= Beginning of Section =
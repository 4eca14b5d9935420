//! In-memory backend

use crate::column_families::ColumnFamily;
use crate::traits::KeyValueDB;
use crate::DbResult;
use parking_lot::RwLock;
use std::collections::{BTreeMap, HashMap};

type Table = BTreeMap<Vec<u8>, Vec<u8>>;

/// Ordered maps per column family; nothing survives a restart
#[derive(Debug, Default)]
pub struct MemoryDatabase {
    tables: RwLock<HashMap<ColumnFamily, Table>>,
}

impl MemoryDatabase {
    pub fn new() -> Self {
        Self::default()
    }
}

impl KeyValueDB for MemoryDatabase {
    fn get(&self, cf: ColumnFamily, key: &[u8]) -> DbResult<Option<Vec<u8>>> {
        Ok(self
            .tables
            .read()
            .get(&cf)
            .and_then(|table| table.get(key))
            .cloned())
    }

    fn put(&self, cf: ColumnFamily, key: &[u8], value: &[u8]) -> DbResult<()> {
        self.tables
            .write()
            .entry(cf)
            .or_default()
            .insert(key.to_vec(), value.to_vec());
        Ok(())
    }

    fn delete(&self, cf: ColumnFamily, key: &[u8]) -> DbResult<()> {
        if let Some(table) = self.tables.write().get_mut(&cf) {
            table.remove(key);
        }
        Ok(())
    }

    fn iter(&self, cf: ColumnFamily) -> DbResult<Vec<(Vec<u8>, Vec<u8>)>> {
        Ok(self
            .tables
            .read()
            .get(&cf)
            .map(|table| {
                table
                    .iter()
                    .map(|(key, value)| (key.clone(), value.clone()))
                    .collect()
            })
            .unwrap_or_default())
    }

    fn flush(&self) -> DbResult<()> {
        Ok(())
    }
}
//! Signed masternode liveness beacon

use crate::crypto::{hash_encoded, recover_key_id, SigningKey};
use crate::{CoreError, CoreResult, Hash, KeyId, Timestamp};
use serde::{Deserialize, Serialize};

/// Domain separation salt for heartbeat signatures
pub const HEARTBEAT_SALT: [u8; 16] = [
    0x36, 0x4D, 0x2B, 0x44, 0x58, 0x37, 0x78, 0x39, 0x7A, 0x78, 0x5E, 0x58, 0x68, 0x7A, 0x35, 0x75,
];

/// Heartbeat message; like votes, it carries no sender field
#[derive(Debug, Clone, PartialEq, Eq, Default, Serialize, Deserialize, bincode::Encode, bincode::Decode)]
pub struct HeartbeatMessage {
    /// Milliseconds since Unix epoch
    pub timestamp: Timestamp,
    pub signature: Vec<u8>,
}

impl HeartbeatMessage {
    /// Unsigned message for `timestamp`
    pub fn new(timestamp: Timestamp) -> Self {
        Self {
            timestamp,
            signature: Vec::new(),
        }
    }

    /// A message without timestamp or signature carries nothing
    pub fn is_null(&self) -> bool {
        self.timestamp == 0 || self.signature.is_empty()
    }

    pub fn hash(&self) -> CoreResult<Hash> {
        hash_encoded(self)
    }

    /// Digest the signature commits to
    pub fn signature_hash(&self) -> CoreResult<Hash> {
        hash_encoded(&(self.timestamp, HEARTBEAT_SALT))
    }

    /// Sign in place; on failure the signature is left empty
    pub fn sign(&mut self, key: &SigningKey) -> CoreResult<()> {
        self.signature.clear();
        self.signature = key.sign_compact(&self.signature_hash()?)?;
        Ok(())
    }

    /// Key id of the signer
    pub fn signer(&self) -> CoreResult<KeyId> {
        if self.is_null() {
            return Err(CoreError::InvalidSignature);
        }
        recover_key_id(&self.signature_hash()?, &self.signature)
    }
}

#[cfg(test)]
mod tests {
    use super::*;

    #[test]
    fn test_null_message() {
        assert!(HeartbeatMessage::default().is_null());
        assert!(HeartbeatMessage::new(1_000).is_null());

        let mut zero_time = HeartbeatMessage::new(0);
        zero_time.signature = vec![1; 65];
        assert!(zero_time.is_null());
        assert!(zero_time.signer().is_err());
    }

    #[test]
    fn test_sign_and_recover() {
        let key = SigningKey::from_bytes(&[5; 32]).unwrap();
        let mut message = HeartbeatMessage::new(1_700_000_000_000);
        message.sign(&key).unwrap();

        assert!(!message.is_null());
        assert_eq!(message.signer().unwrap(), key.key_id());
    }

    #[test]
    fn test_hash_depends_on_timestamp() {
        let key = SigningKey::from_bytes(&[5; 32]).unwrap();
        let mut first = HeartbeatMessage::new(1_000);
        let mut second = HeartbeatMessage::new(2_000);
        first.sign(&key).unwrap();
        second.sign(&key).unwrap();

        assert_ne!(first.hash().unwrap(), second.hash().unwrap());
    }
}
= End of Section =
# Activity
Could you restate the records above word for word?

# Expected answer
repository 4eca14b5d9935420
//! In-memory backend

use crate::column_families::ColumnFamily;
use crate::traits::KeyValueDB;
use crate::DbResult;
use parking_lot::RwLock;
use std::collections::{BTreeMap, HashMap};

type Table = BTreeMap<Vec<u8>, Vec<u8>>;

/// Ordered maps per column family; nothing survives a restart
#[derive(Debug, Default)]
pub struct MemoryDatabase {
    tables: RwLock<HashMap<ColumnFamily, Table>>,
}

impl MemoryDatabase {
    pub fn new() -> Self {
        Self::default()
    }
}

impl KeyValueDB for MemoryDatabase {
    fn get(&self, cf: ColumnFamily, key: &[u8]) -> DbResult<Option<Vec<u8>>> {
        Ok(self
            .tables
            .read()
            .get(&cf)
            .and_then(|table| table.get(key))
            .cloned())
    }

    fn put(&self, cf: ColumnFamily, key: &[u8], value: &[u8]) -> DbResult<()> {
        self.tables
            .write()
            .entry(cf)
            .or_default()
            .insert(key.to_vec(), value.to_vec());
        Ok(())
    }

    fn delete(&self, cf: ColumnFamily, key: &[u8]) -> DbResult<()> {
        if let Some(table) = self.tables.write().get_mut(&cf) {
            table.remove(key);
        }
        Ok(())
    }

    fn iter(&self, cf: ColumnFamily) -> DbResult<Vec<(Vec<u8>, Vec<u8>)>> {
        Ok(self
            .tables
            .read()
            .get(&cf)
            .map(|table| {
                table
                    .iter()
                    .map(|(key, value)| (key.clone(), value.clone()))
                    .collect()
            })
            .unwrap_or_default())
    }

    fn flush(&self) -> DbResult<()> {
        Ok(())
    }
}
//! Signed masternode liveness beacon

use crate::crypto::{hash_encoded, recover_key_id, SigningKey};
use crate::{CoreError, CoreResult, Hash, KeyId, Timestamp};
use serde::{Deserialize, Serialize};

/// Domain separation salt for heartbeat signatures
pub const HEARTBEAT_SALT: [u8; 16] = [
    0x36, 0x4D, 0x2B, 0x44, 0x58, 0x37, 0x78, 0x39, 0x7A, 0x78, 0x5E, 0x58, 0x68, 0x7A, 0x35, 0x75,
];

/// Heartbeat message; like votes, it carries no sender field
#[derive(Debug, Clone, PartialEq, Eq, Default, Serialize, Deserialize, bincode::Encode, bincode::Decode)]
pub struct HeartbeatMessage {
    /// Milliseconds since Unix epoch
    pub timestamp: Timestamp,
    pub signature: Vec<u8>,
}

impl HeartbeatMessage {
    /// Unsigned message for `timestamp`
    pub fn new(timestamp: Timestamp) -> Self {
        Self {
            timestamp,
            signature: Vec::new(),
        }
    }

    /// A message without timestamp or signature carries nothing
    pub fn is_null(&self) -> bool {
        self.timestamp == 0 || self.signature.is_empty()
    }

    pub fn hash(&self) -> CoreResult<Hash> {
        hash_encoded(self)
    }

    /// Digest the signature commits to
    pub fn signature_hash(&self) -> CoreResult<Hash> {
        hash_encoded(&(self.timestamp, HEARTBEAT_SALT))
    }

    /// Sign in place; on failure the signature is left empty
    pub fn sign(&mut self, key: &SigningKey) -> CoreResult<()> {
        self.signature.clear();
        self.signature = key.sign_compact(&self.signature_hash()?)?;
        Ok(())
    }

    /// Key id of the signer
    pub fn signer(&self) -> CoreResult<KeyId> {
        if self.is_null() {
            return Err(CoreError::InvalidSignature);
        }
        recover_key_id(&self.signature_hash()?, &self.signature)
    }
}

#[cfg(test)]
mod tests {
    use super::*;

    #[test]
    fn test_null_message() {
        assert!(HeartbeatMessage::default().is_null());
        assert!(HeartbeatMessage::new(1_000).is_null());

        let mut zero_time = HeartbeatMessage::new(0);
        zero_time.signature = vec![1; 65];
        assert!(zero_time.is_null());
        assert!(zero_time.signer().is_err());
    }

    #[test]
    fn test_sign_and_recover() {
        let key = SigningKey::from_bytes(&[5; 32]).unwrap();
        let mut message = HeartbeatMessage::new(1_700_000_000_000);
        message.sign(&key).unwrap();

        assert!(!message.is_null());
        assert_eq!(message.signer().unwrap(), key.key_id());
    }

    #[test]
    fn test_hash_depends_on_timestamp() {
        let key = SigningKey::from_bytes(&[5; 32]).unwrap();
        let mut first = HeartbeatMessage::new(1_000);
        let mut second = HeartbeatMessage::new(2_000);
        first.sign(&key).unwrap();
        second.sign(&key).unwrap();

        assert_ne!(first.hash().unwrap(), second.hash().unwrap());
    }
}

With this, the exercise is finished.